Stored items
*** Begin section ***
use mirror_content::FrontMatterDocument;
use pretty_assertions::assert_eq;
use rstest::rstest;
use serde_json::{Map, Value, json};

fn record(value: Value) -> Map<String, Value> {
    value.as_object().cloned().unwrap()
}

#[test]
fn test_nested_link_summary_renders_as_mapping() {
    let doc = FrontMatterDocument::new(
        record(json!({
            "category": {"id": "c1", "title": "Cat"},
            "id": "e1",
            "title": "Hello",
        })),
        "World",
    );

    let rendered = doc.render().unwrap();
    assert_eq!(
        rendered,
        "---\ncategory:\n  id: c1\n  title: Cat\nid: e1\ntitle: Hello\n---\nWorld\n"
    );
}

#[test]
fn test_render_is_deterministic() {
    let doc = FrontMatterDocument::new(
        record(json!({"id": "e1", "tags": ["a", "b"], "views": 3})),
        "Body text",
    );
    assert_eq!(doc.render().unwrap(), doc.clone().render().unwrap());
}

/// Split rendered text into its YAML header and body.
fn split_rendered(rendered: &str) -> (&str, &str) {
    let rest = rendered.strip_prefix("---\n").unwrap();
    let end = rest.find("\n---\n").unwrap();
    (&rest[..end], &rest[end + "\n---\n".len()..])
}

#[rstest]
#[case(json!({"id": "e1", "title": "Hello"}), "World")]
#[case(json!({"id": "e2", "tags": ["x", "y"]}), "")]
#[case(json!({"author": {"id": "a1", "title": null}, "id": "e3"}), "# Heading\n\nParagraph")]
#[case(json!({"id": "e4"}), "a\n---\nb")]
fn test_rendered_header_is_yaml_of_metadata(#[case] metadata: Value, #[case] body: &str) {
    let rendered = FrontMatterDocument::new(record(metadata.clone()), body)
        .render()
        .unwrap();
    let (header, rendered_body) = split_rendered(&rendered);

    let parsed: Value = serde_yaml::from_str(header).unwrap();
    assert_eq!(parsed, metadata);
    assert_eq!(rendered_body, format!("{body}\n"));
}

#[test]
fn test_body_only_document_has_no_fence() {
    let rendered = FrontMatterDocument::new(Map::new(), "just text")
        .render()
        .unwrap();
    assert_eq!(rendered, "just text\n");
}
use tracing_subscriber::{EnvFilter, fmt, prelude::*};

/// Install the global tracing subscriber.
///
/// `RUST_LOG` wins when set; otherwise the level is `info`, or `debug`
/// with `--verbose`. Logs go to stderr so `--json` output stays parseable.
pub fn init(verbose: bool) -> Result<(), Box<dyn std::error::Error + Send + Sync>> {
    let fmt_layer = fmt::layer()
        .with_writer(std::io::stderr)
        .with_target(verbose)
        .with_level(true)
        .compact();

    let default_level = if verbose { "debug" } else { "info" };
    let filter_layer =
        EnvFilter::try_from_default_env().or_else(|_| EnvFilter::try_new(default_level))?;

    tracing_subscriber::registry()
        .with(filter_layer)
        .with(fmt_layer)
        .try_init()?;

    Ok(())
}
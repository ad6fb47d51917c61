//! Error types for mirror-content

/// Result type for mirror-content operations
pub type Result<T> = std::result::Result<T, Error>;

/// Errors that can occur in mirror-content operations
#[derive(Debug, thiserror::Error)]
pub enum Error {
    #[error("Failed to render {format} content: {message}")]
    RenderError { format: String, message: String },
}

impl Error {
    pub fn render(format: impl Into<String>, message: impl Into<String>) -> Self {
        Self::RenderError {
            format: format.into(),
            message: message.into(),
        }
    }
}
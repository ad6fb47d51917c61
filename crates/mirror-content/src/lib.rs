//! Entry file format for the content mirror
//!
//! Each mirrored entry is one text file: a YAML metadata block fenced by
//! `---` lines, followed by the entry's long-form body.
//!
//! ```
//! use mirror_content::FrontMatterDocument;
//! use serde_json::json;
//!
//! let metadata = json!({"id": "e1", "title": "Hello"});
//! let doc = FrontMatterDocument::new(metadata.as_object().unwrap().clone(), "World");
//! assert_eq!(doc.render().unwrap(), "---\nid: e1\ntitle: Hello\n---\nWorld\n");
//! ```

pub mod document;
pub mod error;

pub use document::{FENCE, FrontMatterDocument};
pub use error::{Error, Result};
*** End section ***
*** Begin section ***
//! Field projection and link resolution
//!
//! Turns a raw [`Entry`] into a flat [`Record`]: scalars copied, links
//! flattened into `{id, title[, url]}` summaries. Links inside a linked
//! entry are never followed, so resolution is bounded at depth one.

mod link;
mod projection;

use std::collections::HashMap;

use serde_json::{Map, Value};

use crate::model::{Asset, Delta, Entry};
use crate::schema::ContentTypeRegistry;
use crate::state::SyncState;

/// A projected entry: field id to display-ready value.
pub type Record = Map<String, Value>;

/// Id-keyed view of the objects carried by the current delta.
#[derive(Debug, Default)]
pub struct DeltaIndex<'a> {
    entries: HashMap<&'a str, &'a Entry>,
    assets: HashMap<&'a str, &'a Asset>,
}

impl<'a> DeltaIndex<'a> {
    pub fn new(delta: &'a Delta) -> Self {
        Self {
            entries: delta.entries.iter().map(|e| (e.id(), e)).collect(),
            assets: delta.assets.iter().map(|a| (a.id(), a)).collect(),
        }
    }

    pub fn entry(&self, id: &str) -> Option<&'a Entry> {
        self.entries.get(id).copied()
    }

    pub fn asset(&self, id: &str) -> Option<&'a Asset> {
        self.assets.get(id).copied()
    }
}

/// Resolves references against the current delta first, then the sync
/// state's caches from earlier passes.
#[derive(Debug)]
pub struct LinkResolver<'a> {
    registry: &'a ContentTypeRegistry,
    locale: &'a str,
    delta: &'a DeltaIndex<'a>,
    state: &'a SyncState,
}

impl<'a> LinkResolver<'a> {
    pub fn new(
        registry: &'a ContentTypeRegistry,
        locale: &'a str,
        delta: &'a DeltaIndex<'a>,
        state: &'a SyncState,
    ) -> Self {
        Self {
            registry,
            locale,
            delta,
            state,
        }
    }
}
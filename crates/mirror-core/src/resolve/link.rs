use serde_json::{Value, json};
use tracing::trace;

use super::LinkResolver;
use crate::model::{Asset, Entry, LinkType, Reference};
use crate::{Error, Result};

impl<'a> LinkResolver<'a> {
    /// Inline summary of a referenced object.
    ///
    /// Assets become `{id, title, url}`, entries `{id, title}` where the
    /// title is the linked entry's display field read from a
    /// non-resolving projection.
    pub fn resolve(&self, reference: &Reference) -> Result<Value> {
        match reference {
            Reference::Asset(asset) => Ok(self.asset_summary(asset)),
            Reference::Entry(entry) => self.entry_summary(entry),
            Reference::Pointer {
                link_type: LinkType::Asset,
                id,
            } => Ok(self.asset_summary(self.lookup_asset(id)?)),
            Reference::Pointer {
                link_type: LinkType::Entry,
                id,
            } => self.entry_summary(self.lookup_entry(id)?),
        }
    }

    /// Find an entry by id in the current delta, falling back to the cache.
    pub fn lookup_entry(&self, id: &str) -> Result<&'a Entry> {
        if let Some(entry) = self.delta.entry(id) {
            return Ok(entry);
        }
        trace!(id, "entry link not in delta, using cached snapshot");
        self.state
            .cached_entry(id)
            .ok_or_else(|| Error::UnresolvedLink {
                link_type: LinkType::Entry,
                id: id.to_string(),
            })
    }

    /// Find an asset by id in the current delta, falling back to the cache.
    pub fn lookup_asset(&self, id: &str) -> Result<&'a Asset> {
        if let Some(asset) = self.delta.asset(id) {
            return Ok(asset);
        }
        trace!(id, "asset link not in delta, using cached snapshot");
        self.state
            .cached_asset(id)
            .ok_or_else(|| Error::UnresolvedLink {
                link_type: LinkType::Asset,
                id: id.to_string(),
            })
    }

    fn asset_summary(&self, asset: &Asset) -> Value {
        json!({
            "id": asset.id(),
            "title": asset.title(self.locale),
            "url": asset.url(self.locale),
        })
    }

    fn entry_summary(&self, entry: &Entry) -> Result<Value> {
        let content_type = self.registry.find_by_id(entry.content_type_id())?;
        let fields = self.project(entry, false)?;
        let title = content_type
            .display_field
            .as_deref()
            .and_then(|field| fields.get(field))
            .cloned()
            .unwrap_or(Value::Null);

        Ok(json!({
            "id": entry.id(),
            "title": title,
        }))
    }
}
*** End section ***
ASSIGNED TASK: A complete answer reproduces every line of the records in which the word "ContentTypeRegistry" occurs.

RESULT OF THE EXERCISE:
use crate::schema::ContentTypeRegistry;
    registry: &'a ContentTypeRegistry,
        registry: &'a ContentTypeRegistry,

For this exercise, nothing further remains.